§ Assigned task: Return every line from the listing where the word "bytes" occurs.

§ Extracted data:
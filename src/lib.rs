//! Transcript Grab - pull the spoken-word transcript of a YouTube video
//!
//! This library obtains transcript data from whichever source the host page currently
//! offers (a rendered transcript panel, the embedded player response, or the timedtext
//! API) and normalizes it into one canonical, timestamped plain-text document.

pub mod captions;
pub mod cli;
pub mod config;
pub mod extractors;
pub mod fetch;
pub mod output;
pub mod page;
pub mod pipeline;
pub mod utils;

pub use captions::{select_track, CaptionTrack};
pub use cli::{Cli, Commands};
pub use config::{Config, PipelineConfig};
pub use extractors::{RawTranscriptPayload, TranscriptSource};
pub use fetch::{FetchedBody, HttpFetcher, ReqwestFetcher};
pub use page::{html::HtmlPage, Control, HostPage, PanelSegment};
pub use pipeline::{normalizer::normalize, CanonicalTranscript, TranscriptLine, TranscriptPipeline};

/// Result type used throughout the library
pub type Result<T> = std::result::Result<T, TranscriptError>;

/// Error types specific to transcript acquisition
#[derive(thiserror::Error, Debug)]
pub enum TranscriptError {
    #[error("Invalid input: {0}")]
    InvalidInput(String),

    #[error("No caption track found")]
    NoTrackFound,

    #[error("No captions are available for this video")]
    NoCaptionsAvailable,

    #[error("Failed to fetch transcript from {url}: {reason}")]
    TranscriptFetchFailed { url: String, reason: String },

    #[error("Transcript response from {url} was empty")]
    EmptyTranscript { url: String },

    #[error("Malformed caption markup: {0}")]
    MalformedMarkup(String),

    #[error("Caption markup contained no transcript lines")]
    NoTranscriptContent,

    #[error("Unrecognized transcript format")]
    UnknownFormat,

    #[error("No transcript available for video {0}")]
    NoTranscriptAvailable(String),
}

/// Broad classification of a [`TranscriptError`]
#[derive(Debug, Clone, Copy, PartialEq, Eq)]
pub enum ErrorKind {
    InvalidInput,
    StructuralParseFailure,
    ResourceUnavailable,
    NetworkFailure,
    Exhausted,
}

impl TranscriptError {
    pub fn kind(&self) -> ErrorKind {
        match self {
            TranscriptError::InvalidInput(_) => ErrorKind::InvalidInput,
            TranscriptError::NoTrackFound | TranscriptError::NoCaptionsAvailable => {
                ErrorKind::ResourceUnavailable
            }
            TranscriptError::MalformedMarkup(_)
            | TranscriptError::NoTranscriptContent
            | TranscriptError::UnknownFormat => ErrorKind::StructuralParseFailure,
            TranscriptError::TranscriptFetchFailed { .. } | TranscriptError::EmptyTranscript { .. } => {
                ErrorKind::NetworkFailure
            }
            TranscriptError::NoTranscriptAvailable(_) => ErrorKind::Exhausted,
        }
    }

    /// Whether the pipeline should treat this error as "strategy does not apply"
    /// and move on to the next source.
    pub fn is_inapplicable(&self) -> bool {
        matches!(
            self,
            TranscriptError::NoCaptionsAvailable | TranscriptError::NoTrackFound
        )
    }
}

#[cfg(test)]
mod tests {
    use super::*;

    #[test]
    fn test_error_kinds() {
        assert_eq!(TranscriptError::NoCaptionsAvailable.kind(), ErrorKind::ResourceUnavailable);
        assert_eq!(
            TranscriptError::EmptyTranscript { url: "u".into() }.kind(),
            ErrorKind::NetworkFailure
        );
        assert_eq!(TranscriptError::UnknownFormat.kind(), ErrorKind::StructuralParseFailure);
        assert_eq!(
            TranscriptError::NoTranscriptAvailable("abc".into()).kind(),
            ErrorKind::Exhausted
        );
    }

    #[test]
    fn test_only_missing_captions_are_inapplicable() {
        assert!(TranscriptError::NoCaptionsAvailable.is_inapplicable());
        assert!(TranscriptError::NoTrackFound.is_inapplicable());
        assert!(!TranscriptError::TranscriptFetchFailed {
            url: "u".into(),
            reason: "HTTP 500".into()
        }
        .is_inapplicable());
        assert!(!TranscriptError::MalformedMarkup("x".into()).is_inapplicable());
    }
}
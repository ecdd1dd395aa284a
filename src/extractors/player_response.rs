use async_trait::async_trait;
use regex::Regex;
use serde_json::Value;
use std::sync::{Arc, OnceLock};
use url::Url;

use super::{RawTranscriptPayload, TranscriptSource};
use crate::captions::{select_track, CaptionTrack};
use crate::config::PipelineConfig;
use crate::fetch::{fetch_required, HttpFetcher};
use crate::page::HostPage;
use crate::{Result, TranscriptError};

pub const PLAYER_RESPONSE_GLOBAL: &str = "ytInitialPlayerResponse";
const CAPTION_TRACKS_POINTER: &str = "/captions/playerCaptionsTracklistRenderer/captionTracks";

/// How the player response is embedded at a marker
#[derive(Debug, Clone, Copy)]
enum Embedding {
    /// Marker ends at the opening `{` of a JSON object
    Object,
    /// Marker ends at the opening `"` of a JSON string holding the object
    EncodedString,
}

fn markers() -> &'static [(Regex, Embedding)] {
    static MARKERS: OnceLock<Vec<(Regex, Embedding)>> = OnceLock::new();
    MARKERS.get_or_init(|| {
        [
            (r#"ytInitialPlayerResponse\s*=\s*\{"#, Embedding::Object),
            (r#"window\[\s*["']ytInitialPlayerResponse["']\s*\]\s*=\s*\{"#, Embedding::Object),
            (r#""playerResponse"\s*:\s*\{"#, Embedding::Object),
            (r#""playerResponse"\s*:\s*""#, Embedding::EncodedString),
        ]
        .into_iter()
        .map(|(pattern, embedding)| {
            (Regex::new(pattern).expect("marker pattern is valid"), embedding)
        })
        .collect()
    })
}

/// Slice out the JSON object or string that opens at `start`, honouring string escapes
fn balanced_json(text: &str, start: usize) -> Option<&str> {
    let bytes = text.as_bytes();
    let opener = *bytes.get(start)?;
    let mut depth = 0usize;
    let mut in_string = false;
    let mut escaped = false;

    for (offset, &byte) in bytes[start..].iter().enumerate() {
        if in_string {
            match byte {
                _ if escaped => escaped = false,
                b'\\' => escaped = true,
                b'"' => {
                    in_string = false;
                    if opener == b'"' {
                        return Some(&text[start..=start + offset]);
                    }
                }
                _ => {}
            }
            continue;
        }

        match byte {
            b'"' => in_string = true,
            b'{' => depth += 1,
            b'}' => {
                depth = depth.checked_sub(1)?;
                if depth == 0 {
                    return Some(&text[start..=start + offset]);
                }
            }
            _ => {}
        }
    }

    None
}

fn decode_candidate(candidate: &str, embedding: Embedding) -> Option<Value> {
    let json = match embedding {
        Embedding::Object => candidate.to_string(),
        Embedding::EncodedString => serde_json::from_str::<String>(candidate).ok()?,
    };

    match serde_json::from_str::<Value>(&json) {
        Ok(value) if value.is_object() => Some(value),
        Ok(_) => None,
        Err(e) => {
            tracing::debug!("Skipping unparsable player response candidate: {}", e);
            None
        }
    }
}

/// Find the player response object in the page's inline scripts
pub fn find_player_response(scripts: &[String]) -> Option<Value> {
    for (marker, embedding) in markers() {
        for script in scripts {
            for found in marker.find_iter(script) {
                let start = found.end() - 1;
                let decoded = balanced_json(script, start)
                    .and_then(|candidate| decode_candidate(candidate, *embedding));
                if decoded.is_some() {
                    return decoded;
                }
            }
        }
    }
    None
}

/// Caption tracks listed in a player response
pub fn caption_tracks(player_response: &Value) -> Vec<CaptionTrack> {
    player_response
        .pointer(CAPTION_TRACKS_POINTER)
        .and_then(|tracks| tracks.as_array())
        .map(|tracks| tracks.iter().filter_map(CaptionTrack::from_player_json).collect())
        .unwrap_or_default()
}

/// Make a track URL absolute https and make sure it asks for the configured format
pub fn caption_url(source_url: &str, config: &PipelineConfig) -> Result<String> {
    let source_url = source_url.trim();
    let absolute = if source_url.starts_with("//") {
        format!("https:{}", source_url)
    } else if source_url.starts_with('/') {
        format!("{}{}", config.host_root(), source_url)
    } else if !source_url.contains("://") {
        format!("{}/{}", config.host_root(), source_url)
    } else {
        source_url.to_string()
    };

    let mut url = Url::parse(&absolute).map_err(|e| TranscriptError::TranscriptFetchFailed {
        url: absolute.clone(),
        reason: format!("invalid caption URL: {}", e),
    })?;

    if url.scheme() == "http" && url.set_scheme("https").is_err() {
        tracing::warn!("Could not upgrade {} to https", url);
    }

    if !url.query_pairs().any(|(key, _)| key == "fmt") {
        url.query_pairs_mut().append_pair("fmt", &config.caption_format);
    }

    Ok(url.to_string())
}

/// Reads caption tracks from the player response embedded in the page
pub struct PlayerResponseSource {
    page: Arc<dyn HostPage>,
    fetcher: Arc<dyn HttpFetcher>,
    config: PipelineConfig,
}

impl PlayerResponseSource {
    pub fn new(page: Arc<dyn HostPage>, fetcher: Arc<dyn HttpFetcher>, config: PipelineConfig) -> Self {
        Self {
            page,
            fetcher,
            config,
        }
    }

    fn player_response(&self) -> Option<Value> {
        find_player_response(&self.page.inline_scripts()).or_else(|| {
            tracing::debug!("No player response in inline scripts, checking page globals");
            self.page
                .global_json(PLAYER_RESPONSE_GLOBAL)
                .filter(Value::is_object)
        })
    }
}

#[async_trait]
impl TranscriptSource for PlayerResponseSource {
    fn name(&self) -> &'static str {
        "embedded player response"
    }

    async fn attempt(&self, _video_id: &str) -> Result<Option<RawTranscriptPayload>> {
        let Some(player_response) = self.player_response() else {
            tracing::debug!("Page carries no player response");
            return Ok(None);
        };

        let tracks = caption_tracks(&player_response);
        if tracks.is_empty() {
            return Err(TranscriptError::NoCaptionsAvailable);
        }

        let track = select_track(&tracks, &self.config.preferred_language)?;
        tracing::info!(
            "Selected caption track {} ({}{})",
            track.language_code,
            track.display_name.as_deref().unwrap_or("unnamed"),
            if track.is_auto_generated() { ", auto-generated" } else { "" }
        );

        let url = caption_url(&track.source_url, &self.config)?;
        let body = fetch_required(self.fetcher.as_ref(), &url).await?;

        Ok(Some(RawTranscriptPayload::Markup(body)))
    }
}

§ Solution for this exercise:
    let bytes = text.as_bytes();
    let opener = *bytes.get(start)?;
    for (offset, &byte) in bytes[start..].iter().enumerate() {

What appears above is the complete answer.